Chinese Woman Denied a Job in Case of Provincial Prejudice—and She’s Suing. People from Henan, the traditional seat of ancient Chinese civilization, are stereotyped negatively.
Why is labor mobility slowing in America? People are settling down.
A multiple-trait Bayesian Lasso for genome-enabled analysis and prediction of complex traits.

Charles Murray’s new book, Human Diversity: The Biology of Gender, Race, and Class, is coming out in January.
Some readers may want to check out this interview of Sadanan Dhume for the Brown Pundits Browncast.

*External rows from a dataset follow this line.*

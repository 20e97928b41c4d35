//! A Lightning amount newtype with millisatoshi precision.
//!
//! Note that we don't impl `From<u64>` or [`FromStr`] because we want calling
//! code to be explicit about what the input unit is: a bare `u64` is a
//! millisatoshi value in some places (channel base fees) and a satoshi value
//! in others (channel capacities, payment amounts).
//!
//! [`FromStr`]: std::str::FromStr

use std::{
    fmt::{self, Display},
    iter::Sum,
    ops::{Add, Sub},
};

use serde::{Deserialize, Serialize};

/// Errors that can occur when attempting to construct an [`Amount`].
#[derive(Debug, thiserror::Error)]
pub enum Error {
    #[error("Amount is too large")]
    TooLarge,
}

/// A Lightning amount, internally represented as a [`u64`] number of
/// millisatoshis, which provides the following properties:
///
/// - The contained value is no greater than [`Amount::MAX`].
/// - Conversions to and from `u64` millisatoshis are infallible and lossless,
///   desirable because `u64` msat is the most common on-the-wire
///   representation.
///
/// Satoshi-denominated getters floor towards zero; sub-satoshi routing fees
/// only disappear at the final reporting boundary, never while accumulating.
#[derive(
    Copy, Clone, Debug, Default, Eq, PartialEq, Hash, Ord, PartialOrd,
)]
#[derive(Serialize, Deserialize)]
#[serde(transparent)]
#[cfg_attr(
    any(test, feature = "test-utils"),
    derive(proptest_derive::Arbitrary)
)]
pub struct Amount(u64);

impl Amount {
    /// The maximum [`Amount`] that this type can represent:
    /// [`u64::MAX`] millisatoshis.
    pub const MAX: Self = Self(u64::MAX);

    /// An [`Amount`] of zero.
    pub const ZERO: Self = Self(0);

    // --- Constructors --- //

    /// Construct an [`Amount`] from a millisatoshi [`u64`] value.
    #[inline]
    pub const fn from_msat(msat: u64) -> Self {
        Self(msat)
    }

    /// Construct an [`Amount`] from a satoshi [`u32`] value.
    #[inline]
    pub const fn from_sats_u32(sats: u32) -> Self {
        Self((sats as u64) * 1000)
    }

    /// Construct an [`Amount`] from a satoshi [`u64`] value.
    #[inline]
    pub fn try_from_sats_u64(sats: u64) -> Result<Self, Error> {
        sats.checked_mul(1000).map(Self).ok_or(Error::TooLarge)
    }

    // --- Getters --- //

    /// Returns the [`Amount`] as a [`u64`] millisatoshi value.
    #[inline]
    pub const fn msat(self) -> u64 {
        self.0
    }

    /// Returns the [`Amount`] as a [`u64`] satoshi value, flooring any
    /// sub-satoshi remainder.
    #[inline]
    pub const fn sats_floor(self) -> u64 {
        self.0 / 1000
    }

    // --- Checked arithmetic --- //

    #[inline]
    pub fn checked_add(self, rhs: Self) -> Option<Self> {
        self.0.checked_add(rhs.0).map(Self)
    }

    #[inline]
    pub fn checked_sub(self, rhs: Self) -> Option<Self> {
        self.0.checked_sub(rhs.0).map(Self)
    }

    #[inline]
    pub fn saturating_add(self, rhs: Self) -> Self {
        Self(self.0.saturating_add(rhs.0))
    }
}

impl Add for Amount {
    type Output = Self;
    fn add(self, rhs: Self) -> Self {
        self.checked_add(rhs).expect("Amount overflow")
    }
}

impl Sub for Amount {
    type Output = Self;
    fn sub(self, rhs: Self) -> Self {
        self.checked_sub(rhs).expect("Amount underflow")
    }
}

impl Sum for Amount {
    fn sum<I: Iterator<Item = Self>>(iter: I) -> Self {
        iter.fold(Self::ZERO, Add::add)
    }
}

/// Displays the contained value as satoshis with millisatoshi precision,
/// e.g. `5.000` for 5000 msat. Does not include a unit suffix.
impl Display for Amount {
    fn fmt(&self, f: &mut fmt::Formatter<'_>) -> fmt::Result {
        write!(f, "{}.{:03}", self.0 / 1000, self.0 % 1000)
    }
}
//! The `pickhardt-ln` crate contains the payment-simulation engine: the
//! channel-graph model, the ground-truth oracle network, the liquidity
//! uncertainty network, the min-cost-flow payment planner, and the payment
//! session loop tying them together.

/// Channel records and id newtypes.
pub mod channel;
/// Spec-fixed engine defaults.
pub mod constants;
/// Single-path shortest-path baseline.
pub mod dijkstra;
/// Min-cost-flow planning: instance construction, solver, decomposition.
pub mod flow;
/// The directed channel multigraph and its JSON loader.
pub mod graph;
/// Ground-truth liquidity and onion probing.
pub mod oracle;
/// Attempts and payments.
pub mod payments;
/// The top-level payment session loop.
pub mod session;
/// Liquidity beliefs and their piecewise-linear costs.
pub mod uncertainty;
//! Common logger configuration for the simulator binaries.

// Enforce disallowed methods clippy lint
#![deny(clippy::disallowed_methods)]

use std::str::FromStr;

use tracing::Level;
use tracing_subscriber::{
    filter::Targets,
    layer::{Layer, SubscriberExt},
    util::{SubscriberInitExt, TryInitError},
};

/// The filter string was not valid `tracing` Targets syntax.
#[derive(Debug, thiserror::Error)]
#[error("Invalid log level / filter: '{0}'")]
pub struct InvalidLogFilter(String);

/// Use this to initialize the global logger in tests. Set `RUST_LOG` to
/// see a test's planner and probe logs.
pub fn init_for_testing() {
    // Quickly skip logger setup if no env var set.
    if std::env::var_os("RUST_LOG").is_none() {
        return;
    }

    // Don't panic if there's already a logger setup. Multiple tests might try
    // setting the global logger.
    let _ = try_init();
}

/// Try to initialize a global `tracing` logger.
///
/// + The logger will print enabled `tracing` events and spans to stdout.
/// + The default log level includes INFO, WARN, and ERROR events.
/// + You can change the log level or module filtering with an appropriate
///   `RUST_LOG` env var set. Read more about the syntax here:
///   <https://docs.rs/tracing-subscriber/latest/tracing_subscriber/filter/struct.EnvFilter.html>
///
/// Will return an `Err` if there is another global logger already set.
pub fn try_init() -> Result<(), TryInitError> {
    // Defaults to INFO logs if no `RUST_LOG` env var is set or we can't parse
    // the targets filter.
    let rust_log_filter = std::env::var("RUST_LOG")
        .ok()
        .and_then(|rust_log| Targets::from_str(&rust_log).ok())
        .unwrap_or_else(|| Targets::new().with_default(Level::INFO));

    try_init_with_targets(rust_log_filter)
}

/// Initialize a global logger with an explicit filter string, e.g. a
/// `--log-level` CLI option. Unlike [`try_init`], an unparseable filter is
/// a misconfiguration surfaced to the caller, not silently defaulted.
pub fn try_init_with_filter(filter: &str) -> anyhow::Result<()> {
    let targets = Targets::from_str(filter)
        .map_err(|_| InvalidLogFilter(filter.to_owned()))?;
    try_init_with_targets(targets)?;
    Ok(())
}

fn try_init_with_targets(targets: Targets) -> Result<(), TryInitError> {
    let stdout_log = tracing_subscriber::fmt::layer()
        .compact()
        .with_level(true)
        .with_target(true)
        // Enable colored outputs for stdout.
        .with_ansi(true)
        .with_filter(targets);

    tracing_subscriber::registry().with(stdout_log).try_init()
}
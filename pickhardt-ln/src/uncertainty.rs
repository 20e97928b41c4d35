//! Liquidity beliefs and their piecewise-linear costs.
//!
//! For every directed channel the engine maintains an inclusive posterior
//! `[min_liquidity, max_liquidity]` over the channel's true spendable
//! balance, plus the amount currently reserved by in-flight attempts.
//! Probes against the oracle narrow the interval: an accepted hop raises
//! the lower bound, a rejected hop lowers the upper bound.

use std::sync::Arc;

use common::ln::Amount;
use tracing::trace;

use crate::channel::ChannelId;
use crate::graph::ChannelGraph;

/// Misuse of the in-flight bookkeeping. This is a programming bug in the
/// caller, not an observation; it aborts the payment.
#[derive(Clone, Debug, Eq, PartialEq, thiserror::Error)]
pub enum LiquidityError {
    #[error(
        "allocating {amount_sat} sat exceeds the spendable range of \
         {available_sat} sat"
    )]
    OverAllocate { amount_sat: u64, available_sat: u64 },
    #[error(
        "releasing {amount_sat} sat exceeds the in-flight total of \
         {in_flight_sat} sat"
    )]
    OverRelease { amount_sat: u64, in_flight_sat: u64 },
}

/// One linear piece of a channel's convexified uncertainty cost.
#[derive(Clone, Copy, Debug, PartialEq)]
pub struct LinearPiece {
    /// Flow capacity of this piece in satoshis.
    pub width: u64,
    /// Uncertainty cost per satoshi of flow (natural log units). Monotone
    /// non-decreasing across a channel's pieces.
    pub cost_per_unit: f64,
    /// Success probability at the right endpoint of this piece.
    pub success_probability: f64,
}

/// The per-direction liquidity belief for a single channel.
#[derive(Clone, Debug)]
pub struct UncertaintyChannel {
    capacity_sat: u64,
    min_liquidity: u64,
    max_liquidity: u64,
    in_flight: u64,
}

impl UncertaintyChannel {
    fn new(capacity_sat: u64) -> Self {
        Self {
            capacity_sat,
            min_liquidity: 0,
            max_liquidity: capacity_sat,
            in_flight: 0,
        }
    }

    pub fn capacity_sat(&self) -> u64 {
        self.capacity_sat
    }

    pub fn min_liquidity(&self) -> u64 {
        self.min_liquidity
    }

    pub fn max_liquidity(&self) -> u64 {
        self.max_liquidity
    }

    pub fn in_flight(&self) -> u64 {
        self.in_flight
    }

    /// The most this channel could still carry on top of its current
    /// in-flight reservations, if the optimistic bound is right.
    pub fn effective_capacity(&self) -> u64 {
        self.max_liquidity.saturating_sub(self.in_flight)
    }

    /// The probability that this channel can carry `amount_sat` more
    /// satoshis, assuming its true spendable balance is uniformly
    /// distributed over `[min_liquidity, max_liquidity]`.
    ///
    /// Monotone non-increasing in `amount_sat`.
    pub fn probability(&self, amount_sat: u64) -> f64 {
        let needed = amount_sat.saturating_add(self.in_flight);
        if needed <= self.min_liquidity {
            1.0
        } else if needed > self.max_liquidity {
            0.0
        } else {
            // (max - in_flight - amount + 1) / (max - min + 1), computed
            // without the +1 overflowing.
            let favorable = (self.max_liquidity - needed) as f64 + 1.0;
            let range =
                (self.max_liquidity - self.min_liquidity) as f64 + 1.0;
            favorable / range
        }
    }

    /// An accepted hop proves the channel held the attempt amount on top
    /// of everything already in flight.
    pub fn learn_from_success_on(&mut self, amount_sat: u64) {
        let observed = amount_sat.saturating_add(self.in_flight);
        let new_min = self.min_liquidity.max(observed);
        debug_assert!(new_min <= self.max_liquidity);
        self.min_liquidity = new_min.min(self.max_liquidity);
    }

    /// A rejected hop proves the channel could not carry the attempt
    /// amount on top of everything already in flight.
    pub fn learn_from_failure_at(&mut self, amount_sat: u64) {
        let observed =
            amount_sat.saturating_add(self.in_flight).saturating_sub(1);
        let new_max = self.max_liquidity.min(observed);
        debug_assert!(new_max >= self.min_liquidity);
        self.max_liquidity = new_max.max(self.min_liquidity);
    }

    /// Reserve `amount_sat` for an attempt about to be probed.
    pub fn allocate(&mut self, amount_sat: u64) -> Result<(), LiquidityError> {
        let available = self.effective_capacity();
        if amount_sat > available {
            return Err(LiquidityError::OverAllocate {
                amount_sat,
                available_sat: available,
            });
        }
        self.in_flight += amount_sat;
        Ok(())
    }

    /// Return `amount_sat` of a reservation that failed or was abandoned.
    pub fn release(&mut self, amount_sat: u64) -> Result<(), LiquidityError> {
        if amount_sat > self.in_flight {
            return Err(LiquidityError::OverRelease {
                amount_sat,
                in_flight_sat: self.in_flight,
            });
        }
        self.in_flight -= amount_sat;
        Ok(())
    }

    /// Shift the belief after this channel forwarded `amount_sat` for a
    /// settled attempt: the spendable balance dropped by that amount.
    fn settle_outbound(&mut self, amount_sat: u64) {
        debug_assert!(self.max_liquidity >= amount_sat);
        self.max_liquidity = self.max_liquidity.saturating_sub(amount_sat);
        self.min_liquidity =
            self.min_liquidity.max(amount_sat) - amount_sat;
    }

    /// Shift the belief after the return channel received `amount_sat`
    /// from a settled attempt on this channel's counterpart.
    fn settle_inbound(&mut self, amount_sat: u64) {
        self.min_liquidity =
            (self.min_liquidity + amount_sat).min(self.capacity_sat);
        self.max_liquidity =
            (self.max_liquidity + amount_sat).min(self.capacity_sat);
    }

    fn reset(&mut self) {
        self.min_liquidity = 0;
        self.max_liquidity = self.capacity_sat;
        self.in_flight = 0;
    }

    /// Approximate the convex uncertainty cost `-ln P(x)` over
    /// `x ∈ [0, effective_capacity]` with up to `n_pieces` equal-width
    /// linear pieces (the last one truncated). Slopes are the secants of
    /// `-ln P` between piece endpoints, so they are monotone non-decreasing
    /// by convexity.
    pub fn linearize(&self, n_pieces: usize) -> Vec<LinearPiece> {
        let ecap = self.effective_capacity();
        if ecap == 0 || n_pieces == 0 {
            return Vec::new();
        }
        let width = ecap.div_ceil(n_pieces as u64);

        let mut pieces = Vec::with_capacity(n_pieces);
        let mut start = 0u64;
        let mut cost_at_start = -self.probability(0).ln();
        while start < ecap {
            let end = (start + width).min(ecap);
            let success_probability = self.probability(end);
            // end <= ecap guarantees P(end) > 0
            let cost_at_end = -success_probability.ln();
            pieces.push(LinearPiece {
                width: end - start,
                cost_per_unit: (cost_at_end - cost_at_start)
                    / (end - start) as f64,
                success_probability,
            });
            cost_at_start = cost_at_end;
            start = end;
        }
        pieces
    }
}

/// The directed multigraph of liquidity beliefs, one
/// [`UncertaintyChannel`] per advertised channel direction.
#[derive(Debug)]
pub struct UncertaintyNetwork {
    graph: Arc<ChannelGraph>,
    channels: Vec<UncertaintyChannel>,
    prune: bool,
}

impl UncertaintyNetwork {
    /// A fresh network with fully-widened beliefs on every channel.
    pub fn new(graph: Arc<ChannelGraph>) -> Self {
        let channels = graph
            .channels()
            .map(|(_, channel)| UncertaintyChannel::new(channel.capacity_sat))
            .collect();
        Self {
            graph,
            channels,
            prune: true,
        }
    }

    pub fn graph(&self) -> &Arc<ChannelGraph> {
        &self.graph
    }

    /// Whether the planner may leave hopeless liquidity ranges out of the
    /// flow instance.
    pub fn prune(&self) -> bool {
        self.prune
    }

    pub fn set_prune(&mut self, prune: bool) {
        self.prune = prune;
    }

    pub fn channel(&self, cid: ChannelId) -> &UncertaintyChannel {
        &self.channels[cid.to_usize()]
    }

    pub fn channel_mut(&mut self, cid: ChannelId) -> &mut UncertaintyChannel {
        &mut self.channels[cid.to_usize()]
    }

    /// Forget everything: every belief returns to `[0, capacity]` with
    /// nothing in flight. Idempotent.
    pub fn reset(&mut self) {
        for channel in &mut self.channels {
            channel.reset();
        }
    }

    /// The probability that every channel of `path` can carry
    /// `amount_sat`, treating channels as independent.
    pub fn path_probability(&self, path: &[ChannelId], amount_sat: u64) -> f64 {
        path.iter()
            .map(|&cid| self.channel(cid).probability(amount_sat))
            .product()
    }

    /// The total routing fee `path` charges for `amount_sat`.
    pub fn path_fee(&self, path: &[ChannelId], amount_sat: u64) -> Amount {
        path.iter()
            .map(|&cid| self.graph.channel(cid).fee_for(amount_sat))
            .sum()
    }

    /// Reserve `amount_sat` along the whole path, unwinding on error.
    pub fn allocate_path(
        &mut self,
        path: &[ChannelId],
        amount_sat: u64,
    ) -> Result<(), LiquidityError> {
        for (i, &cid) in path.iter().enumerate() {
            if let Err(err) = self.channel_mut(cid).allocate(amount_sat) {
                for &done in &path[..i] {
                    let _ = self.channel_mut(done).release(amount_sat);
                }
                return Err(err);
            }
        }
        Ok(())
    }

    /// Release `amount_sat` along the whole path.
    pub fn release_path(
        &mut self,
        path: &[ChannelId],
        amount_sat: u64,
    ) -> Result<(), LiquidityError> {
        for &cid in path {
            self.channel_mut(cid).release(amount_sat)?;
        }
        Ok(())
    }

    /// Fold a rejection at hop `failed_index` into the beliefs: every hop
    /// before it forwarded the amount, the failing hop could not.
    ///
    /// The path's reservations must already have been released.
    pub fn learn_from_rejection(
        &mut self,
        path: &[ChannelId],
        failed_index: usize,
        amount_sat: u64,
    ) {
        for &cid in &path[..failed_index] {
            self.channel_mut(cid).learn_from_success_on(amount_sat);
        }
        let failed = path[failed_index];
        self.channel_mut(failed).learn_from_failure_at(amount_sat);
        trace!(
            "Narrowed channel {} to [{}, {}]",
            self.graph.channel(failed).scid,
            self.channel(failed).min_liquidity(),
            self.channel(failed).max_liquidity(),
        );
    }

    /// Settle `amount_sat` along the path of an accepted attempt: release
    /// the reservations and shift both directions' beliefs to the
    /// post-transfer balances.
    pub fn settle_attempt(
        &mut self,
        path: &[ChannelId],
        amount_sat: u64,
    ) -> Result<(), LiquidityError> {
        for &cid in path {
            self.channel_mut(cid).release(amount_sat)?;
            self.channel_mut(cid).settle_outbound(amount_sat);
            let reverse = self.graph.counterpart(cid);
            self.channel_mut(reverse).settle_inbound(amount_sat);
        }
        Ok(())
    }
}
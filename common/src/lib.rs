//! The `common` crate contains fundamental types and utilities shared between
//! the simulation engine and the experiment driver.

/// Lightning newtypes: millisatoshi-precision amounts.
pub mod ln;
/// Random number generation.
pub mod rng;
/// Test utilities: proptest strategies and roundtrip helpers.
#[cfg(any(test, feature = "test-utils"))]
pub mod test_utils;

Ben Shapiro interviewed David Berlinski. Listening to Berlinski is weird, because he seems to have not moved mentally into the 21st-century. He seems rather hale for someone born in 1942 (he mentions his age), but at the end of the day, Steven Pinker is not the enemy of David Berlinski. Pinker wants to convince through persuasion. There are now people who want to put people like Shapiro and me into reeducation camps. Those are the True Enemies.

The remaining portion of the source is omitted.